Histamine: from mast cells and basophils → vasodilation, increased permeability, itching. Blocked by antihistamines. Prostaglandins: from arachidonic acid via COX → vasodilation, fever, pain sensitization. Blocked by NSAIDs and aspirin (COX inhibitors). IL-1 and IL-6: from macrophages → fever (act on hypothalamus), acute phase proteins (CRP, fibrinogen), activate liver. TNF-α: from macrophages → fever, cachexia, endothelial activation. Biologic drugs block TNF (etanercept, infliximab) for RA, IBD. Bradykinin: increased vascular permeability, pain. ACE inhibitors prevent bradykinin breakdown → cough.

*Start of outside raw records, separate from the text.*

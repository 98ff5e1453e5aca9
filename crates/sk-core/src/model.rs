use chrono::{DateTime, NaiveDateTime, Utc};
use serde::{Deserialize, Deserializer, Serialize, Serializer};
use serde_json::Value;
use std::collections::BTreeMap;
use std::fmt;
use std::str::FromStr;

pub const DEFAULT_TARGET_PATH: &str = "/workspace";
pub const DEFAULT_RULESET: &str = "rulesets/owasp-llm-top10.yml";
pub const DEFAULT_POLICY_PATH: &str = "policies/default.yml";

/// Lifecycle of a scan job as reported by the service.
///
/// Labels the client does not know are kept verbatim in `Other` and are
/// treated as still in progress.
#[derive(Debug, Clone, PartialEq, Eq, Hash, Default)]
pub enum JobStatus {
    #[default]
    Queued,
    Running,
    Scanning,
    Judging,
    Done,
    Failed,
    Other(String),
}

impl JobStatus {
    pub fn from_label(raw: &str) -> Self {
        let trimmed = raw.trim();
        match trimmed.to_ascii_lowercase().replace('-', "_").as_str() {
            "queued" | "pending" => JobStatus::Queued,
            "running" => JobStatus::Running,
            "scanning" => JobStatus::Scanning,
            "judging" | "judged" => JobStatus::Judging,
            "done" | "decided" | "completed" | "complete" => JobStatus::Done,
            "failed" | "error" | "errored" => JobStatus::Failed,
            _ => JobStatus::Other(trimmed.to_string()),
        }
    }

    pub fn as_str(&self) -> &str {
        match self {
            JobStatus::Queued => "queued",
            JobStatus::Running => "running",
            JobStatus::Scanning => "scanning",
            JobStatus::Judging => "judging",
            JobStatus::Done => "done",
            JobStatus::Failed => "failed",
            JobStatus::Other(label) => label.as_str(),
        }
    }

    /// A terminal job can no longer change on the server.
    pub fn is_terminal(&self) -> bool {
        matches!(self, JobStatus::Done | JobStatus::Failed)
    }
}

impl fmt::Display for JobStatus {
    fn fmt(&self, f: &mut fmt::Formatter<'_>) -> fmt::Result {
        f.write_str(self.as_str())
    }
}

impl Serialize for JobStatus {
    fn serialize<S>(&self, serializer: S) -> Result<S::Ok, S::Error>
    where
        S: Serializer,
    {
        serializer.serialize_str(self.as_str())
    }
}

impl<'de> Deserialize<'de> for JobStatus {
    fn deserialize<D>(deserializer: D) -> Result<Self, D::Error>
    where
        D: Deserializer<'de>,
    {
        let raw = Option::<String>::deserialize(deserializer)?;
        Ok(raw
            .map(|value| JobStatus::from_label(&value))
            .unwrap_or_default())
    }
}

#[derive(Debug, Clone, Copy, PartialEq, Eq, Hash)]
pub enum Severity {
    Critical,
    High,
    Medium,
    Low,
}

impl Severity {
    /// Display order for every severity chart and tally.
    pub const ALL: [Severity; 4] = [
        Severity::Critical,
        Severity::High,
        Severity::Medium,
        Severity::Low,
    ];

    pub fn as_str(self) -> &'static str {
        match self {
            Severity::Critical => "critical",
            Severity::High => "high",
            Severity::Medium => "medium",
            Severity::Low => "low",
        }
    }

    pub fn from_label(raw: &str) -> Option<Self> {
        match raw.trim().to_ascii_lowercase().as_str() {
            "critical" => Some(Severity::Critical),
            "high" => Some(Severity::High),
            "medium" => Some(Severity::Medium),
            "low" => Some(Severity::Low),
            _ => None,
        }
    }
}

impl fmt::Display for Severity {
    fn fmt(&self, f: &mut fmt::Formatter<'_>) -> fmt::Result {
        f.write_str(self.as_str())
    }
}

#[derive(Debug, Clone, Copy, PartialEq, Eq, Hash)]
pub enum Decision {
    Block,
    ManualReview,
    Allow,
}

impl Decision {
    pub const ALL: [Decision; 3] = [Decision::Block, Decision::ManualReview, Decision::Allow];

    pub fn as_str(self) -> &'static str {
        match self {
            Decision::Block => "block",
            Decision::ManualReview => "manual_review",
            Decision::Allow => "allow",
        }
    }

    pub fn display_label(self) -> &'static str {
        match self {
            Decision::Block => "block",
            Decision::ManualReview => "manual review",
            Decision::Allow => "allow",
        }
    }

    pub fn from_label(raw: &str) -> Option<Self> {
        match raw.trim().to_ascii_lowercase().replace(['-', ' '], "_").as_str() {
            "block" => Some(Decision::Block),
            "manual_review" => Some(Decision::ManualReview),
            "allow" => Some(Decision::Allow),
            _ => None,
        }
    }
}

impl fmt::Display for Decision {
    fn fmt(&self, f: &mut fmt::Formatter<'_>) -> fmt::Result {
        f.write_str(self.as_str())
    }
}

pub const PENDING_DECISION: &str = "pending";

#[derive(Debug, Clone, Default, PartialEq, Serialize, Deserialize)]
pub struct Job {
    #[serde(default)]
    pub id: Option<String>,
    #[serde(default)]
    pub status: JobStatus,
    #[serde(default)]
    pub decision: Option<String>,
    #[serde(default)]
    pub decision_reason: Option<String>,
    #[serde(default)]
    pub created_at: Option<String>,
    #[serde(default)]
    pub ruleset: Option<String>,
}

impl Job {
    pub fn decision_kind(&self) -> Option<Decision> {
        self.decision.as_deref().and_then(Decision::from_label)
    }

    pub fn decision_label(&self) -> &str {
        non_empty(&self.decision).unwrap_or(PENDING_DECISION)
    }
}

/// One row of `GET /jobs`.
#[derive(Debug, Clone, PartialEq, Serialize, Deserialize)]
pub struct JobSummary {
    pub id: String,
    #[serde(default)]
    pub status: JobStatus,
    #[serde(default)]
    pub decision: Option<String>,
    #[serde(default)]
    pub created_at: Option<String>,
    #[serde(default)]
    pub ruleset: Option<String>,
    #[serde(default)]
    pub ai_review: Option<bool>,
}

impl JobSummary {
    pub fn decision_label(&self) -> &str {
        non_empty(&self.decision).unwrap_or(PENDING_DECISION)
    }
}

#[derive(Debug, Clone, Default, PartialEq, Serialize, Deserialize)]
pub struct Finding {
    #[serde(default)]
    pub rule_id: String,
    #[serde(default)]
    pub title: String,
    #[serde(default)]
    pub severity: String,
    #[serde(default)]
    pub category: Option<String>,
    #[serde(default)]
    pub file: String,
    #[serde(default)]
    pub line: u64,
    #[serde(default)]
    pub message: Option<String>,
    #[serde(default)]
    pub remediation: Option<String>,
    #[serde(default, rename = "match")]
    pub match_excerpt: Option<String>,
    #[serde(default)]
    pub fingerprint: Option<String>,
}

impl Finding {
    pub fn severity_kind(&self) -> Option<Severity> {
        Severity::from_label(&self.severity)
    }

    pub fn message(&self) -> Option<&str> {
        non_empty(&self.message)
    }

    pub fn remediation(&self) -> Option<&str> {
        non_empty(&self.remediation)
    }

    pub fn match_excerpt(&self) -> Option<&str> {
        non_empty(&self.match_excerpt)
    }
}

#[derive(Debug, Clone, Default, PartialEq, Serialize, Deserialize)]
pub struct ModelCall {
    #[serde(default)]
    pub provider: String,
    #[serde(default)]
    pub model: String,
    #[serde(default)]
    pub role: String,
    #[serde(default)]
    pub parsed: Option<BTreeMap<String, Value>>,
    #[serde(default)]
    pub response_excerpt: Option<String>,
    #[serde(default)]
    pub prompt_tokens: Option<u64>,
    #[serde(default)]
    pub completion_tokens: Option<u64>,
    #[serde(default)]
    pub estimated_cost_usd: Option<f64>,
}

impl ModelCall {
    /// Structured judge output, or `None` when the judge produced nothing parseable.
    pub fn parsed_fields(&self) -> Option<&BTreeMap<String, Value>> {
        self.parsed.as_ref().filter(|fields| !fields.is_empty())
    }

    pub fn response_excerpt(&self) -> Option<&str> {
        non_empty(&self.response_excerpt)
    }
}

/// Raw `GET /jobs/{id}/results` payload. Every field may be missing while a
/// job is still queued.
#[derive(Debug, Clone, Default, PartialEq, Serialize, Deserialize)]
pub struct JobResults {
    #[serde(default)]
    pub job: Option<Job>,
    #[serde(default)]
    pub findings: Option<Vec<Finding>>,
    #[serde(default)]
    pub model_calls: Option<Vec<ModelCall>>,
}

#[derive(Debug, Clone, PartialEq, Eq, Serialize, Deserialize)]
pub struct CreateJobRequest {
    pub target_path: String,
    pub ruleset: String,
    pub ai_review: bool,
    pub policy_path: String,
}

impl Default for CreateJobRequest {
    fn default() -> Self {
        Self {
            target_path: DEFAULT_TARGET_PATH.to_string(),
            ruleset: DEFAULT_RULESET.to_string(),
            ai_review: true,
            policy_path: DEFAULT_POLICY_PATH.to_string(),
        }
    }
}

impl CreateJobRequest {
    pub fn for_target(target_path: impl Into<String>) -> Self {
        Self {
            target_path: target_path.into(),
            ..Self::default()
        }
    }
}

#[derive(Debug, Clone, PartialEq, Eq, Serialize, Deserialize)]
pub struct CreateJobResponse {
    pub job_id: String,
}

#[derive(Debug, Clone, PartialEq, Eq, Serialize, Deserialize)]
pub struct RuleCount {
    pub rule_id: String,
    #[serde(default)]
    pub count: i64,
}

/// Point-in-time aggregate snapshot from `GET /stats`.
///
/// Bucket maps are sparse: an absent label means zero.
#[derive(Debug, Clone, Default, PartialEq, Serialize, Deserialize)]
pub struct Stats {
    #[serde(default)]
    pub total_jobs: u64,
    #[serde(default)]
    pub total_findings: u64,
    #[serde(default)]
    pub total_model_calls: u64,
    #[serde(default)]
    pub total_estimated_cost_usd: f64,
    #[serde(default)]
    pub by_severity: BTreeMap<String, i64>,
    #[serde(default)]
    pub by_decision: BTreeMap<String, i64>,
    #[serde(default)]
    pub top_rules: Vec<RuleCount>,
}

#[derive(Debug, Clone, Copy, PartialEq, Eq, Hash)]
pub enum ExportFormat {
    Csv,
    Json,
    Md,
}

impl ExportFormat {
    pub fn as_str(self) -> &'static str {
        match self {
            ExportFormat::Csv => "csv",
            ExportFormat::Json => "json",
            ExportFormat::Md => "md",
        }
    }
}

impl fmt::Display for ExportFormat {
    fn fmt(&self, f: &mut fmt::Formatter<'_>) -> fmt::Result {
        f.write_str(self.as_str())
    }
}

impl FromStr for ExportFormat {
    type Err = String;

    fn from_str(input: &str) -> Result<Self, Self::Err> {
        match input.trim().to_ascii_lowercase().as_str() {
            "csv" => Ok(ExportFormat::Csv),
            "json" => Ok(ExportFormat::Json),
            "md" | "markdown" => Ok(ExportFormat::Md),
            other => Err(format!("Unknown export format: {other}")),
        }
    }
}

#[derive(Debug, Clone, PartialEq, Serialize, Deserialize)]
pub struct ExportPayload {
    #[serde(default)]
    pub content_type: String,
    #[serde(default)]
    pub data: Value,
}

impl ExportPayload {
    /// Text form of the export: string payloads verbatim, structured payloads pretty-printed.
    pub fn render(&self) -> String {
        match &self.data {
            Value::String(text) => text.clone(),
            Value::Null => String::new(),
            other => serde_json::to_string_pretty(other).unwrap_or_else(|_| other.to_string()),
        }
    }
}

#[derive(Debug, Clone, Default, PartialEq, Eq, Serialize, Deserialize)]
pub struct DiffSummary {
    #[serde(default)]
    pub new_count: u64,
    #[serde(default)]
    pub fixed_count: u64,
    #[serde(default)]
    pub unchanged_count: u64,
}

#[derive(Debug, Clone, Default, PartialEq, Serialize, Deserialize)]
pub struct BaselineDiff {
    #[serde(default)]
    pub summary: DiffSummary,
    #[serde(default)]
    pub new: Vec<Finding>,
    #[serde(default)]
    pub fixed: Vec<Finding>,
    #[serde(default)]
    pub unchanged: Vec<Finding>,
}

#[derive(Debug, Clone, Default, PartialEq, Eq, Serialize, Deserialize)]
pub struct Suppression {
    pub fingerprint: String,
    #[serde(default)]
    pub rule_id: String,
    #[serde(default)]
    pub reason: String,
    #[serde(default)]
    pub suppressed_by: String,
    #[serde(default)]
    pub created_at: String,
}

#[derive(Debug, Clone, Default, PartialEq, Eq, Serialize, Deserialize)]
pub struct SuppressRequest {
    pub reason: String,
    pub suppressed_by: String,
}

#[derive(Debug, Clone, PartialEq, Eq, Serialize, Deserialize)]
pub struct SuppressionAck {
    pub fingerprint: String,
    #[serde(default)]
    pub status: String,
}

/// Event names the service accepts on a webhook subscription.
pub const WEBHOOK_EVENTS: [&str; 3] = ["scan.completed", "policy.block", "policy.allow"];

#[derive(Debug, Clone, PartialEq, Eq, Serialize, Deserialize)]
pub struct WebhookRequest {
    pub url: String,
    pub events: Vec<String>,
    #[serde(default)]
    pub secret: String,
}

impl WebhookRequest {
    /// Subscribes `url` to `events`, or to `scan.completed` when none are given.
    pub fn new(url: impl Into<String>, events: Vec<String>, secret: impl Into<String>) -> Self {
        let events = if events.is_empty() {
            vec![WEBHOOK_EVENTS[0].to_string()]
        } else {
            events
        };
        Self {
            url: url.into(),
            events,
            secret: secret.into(),
        }
    }
}

#[derive(Debug, Clone, Default, PartialEq, Eq, Serialize, Deserialize)]
pub struct Webhook {
    pub id: u64,
    pub url: String,
    #[serde(default)]
    pub events: Vec<String>,
    #[serde(default)]
    pub active: Option<bool>,
    #[serde(default)]
    pub created_at: Option<String>,
}

impl Webhook {
    pub fn state_label(&self) -> &'static str {
        match self.active {
            Some(false) => "inactive",
            _ => "active",
        }
    }
}

#[derive(Debug, Clone, Default, PartialEq, Eq, Serialize, Deserialize)]
pub struct WebhookDeleted {
    #[serde(default)]
    pub status: String,
}

/// Liveness report. Only `status` is interpreted; anything else is kept for display.
#[derive(Debug, Clone, Default, PartialEq, Serialize, Deserialize)]
pub struct Health {
    #[serde(default)]
    pub status: String,
    #[serde(flatten)]
    pub extra: BTreeMap<String, Value>,
}

/// Parses the timestamp shapes the service emits (RFC 3339 or Python's `str(datetime)`).
pub fn parse_server_timestamp(raw: &str) -> Option<DateTime<Utc>> {
    let trimmed = raw.trim();
    if let Ok(value) = DateTime::parse_from_rfc3339(trimmed) {
        return Some(value.with_timezone(&Utc));
    }
    if let Ok(value) = DateTime::parse_from_str(trimmed, "%Y-%m-%d %H:%M:%S%.f%:z") {
        return Some(value.with_timezone(&Utc));
    }
    NaiveDateTime::parse_from_str(trimmed, "%Y-%m-%d %H:%M:%S%.f")
        .ok()
        .map(|naive| naive.and_utc())
}

/// Compact relative age such as `42s`, `5m`, `3h`, `2d`.
pub fn age_label(raw: &str, now: DateTime<Utc>) -> Option<String> {
    let at = parse_server_timestamp(raw)?;
    let secs = now.signed_duration_since(at).num_seconds().max(0);
    Some(match secs {
        0..=59 => format!("{secs}s"),
        60..=3_599 => format!("{}m", secs / 60),
        3_600..=86_399 => format!("{}h", secs / 3_600),
        _ => format!("{}d", secs / 86_400),
    })
}

fn non_empty(value: &Option<String>) -> Option<&str> {
    value
        .as_deref()
        .map(str::trim)
        .filter(|text| !text.is_empty())
}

The type of recurrent infection predicts the immune defect. B cell (antibody) deficiencies: recurrent encapsulated bacterial infections (Strep pneumo, H. flu, Neisseria) — no antibodies to opsonize. Starts after 6 months (maternal IgG wanes). Examples: XLA (Bruton's — no BTK → no B cells), CVID, IgA deficiency. T cell deficiencies: recurrent viral, fungal, intracellular infections — CMV, PCP, Candida, Cryptococcus. DiGeorge syndrome (no thymus → no T cells). Combined (SCID): everything — no T or B cells. Treat with bone marrow transplant. Phagocyte defects: catalase-positive organisms (Staph, Aspergillus) — chronic granulomatous disease.